# To do
Scan the entries below for the word "errors". Copy each line that has it.

# Collected data entries

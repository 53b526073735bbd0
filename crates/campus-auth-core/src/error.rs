//! Auth errors

use thiserror::Error;

/// Authentication errors
#[derive(Error, Debug)]
pub enum AuthError {
    /// Invalid token (malformed, bad signature, unknown role)
    #[error("invalid token")]
    InvalidToken,

    /// Token has expired
    #[error("token expired")]
    TokenExpired,

    /// Token has been revoked or is unknown to the server
    #[error("token revoked")]
    TokenRevoked,

    /// Wrong email or password
    #[error("invalid credentials")]
    InvalidCredentials,

    /// Account exists but has been deactivated
    #[error("account disabled")]
    AccountDisabled,

    /// Password hashing or hash parsing failed
    #[error("password hashing error")]
    PasswordHash,

    /// Database error
    #[error("database error: {0}")]
    Database(String),

    /// Configuration error
    #[error("configuration error: {0}")]
    Configuration(String),

    /// Internal error
    #[error("internal error: {0}")]
    Internal(String),
}

impl AuthError {
    /// HTTP status code for this error
    pub fn status_code(&self) -> u16 {
        match self {
            Self::InvalidToken
            | Self::TokenExpired
            | Self::TokenRevoked
            | Self::InvalidCredentials => 401,
            Self::AccountDisabled => 403,
            Self::PasswordHash | Self::Database(_) | Self::Configuration(_) | Self::Internal(_) => {
                500
            }
        }
    }

    /// Stable error code for API responses
    pub fn error_code(&self) -> &'static str {
        match self {
            Self::InvalidToken => "INVALID_TOKEN",
            Self::TokenExpired => "TOKEN_EXPIRED",
            Self::TokenRevoked => "TOKEN_REVOKED",
            Self::InvalidCredentials => "INVALID_CREDENTIALS",
            Self::AccountDisabled => "ACCOUNT_DISABLED",
            Self::PasswordHash => "PASSWORD_HASH_ERROR",
            Self::Database(_) => "DATABASE_ERROR",
            Self::Configuration(_) => "CONFIGURATION_ERROR",
            Self::Internal(_) => "INTERNAL_ERROR",
        }
    }
}

impl From<campus_db::DbError> for AuthError {
    fn from(err: campus_db::DbError) -> Self {
        tracing::error!("Database error: {}", err);
        Self::Database(err.to_string())
    }
}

# Solution below
//! Auth errors
/// Authentication errors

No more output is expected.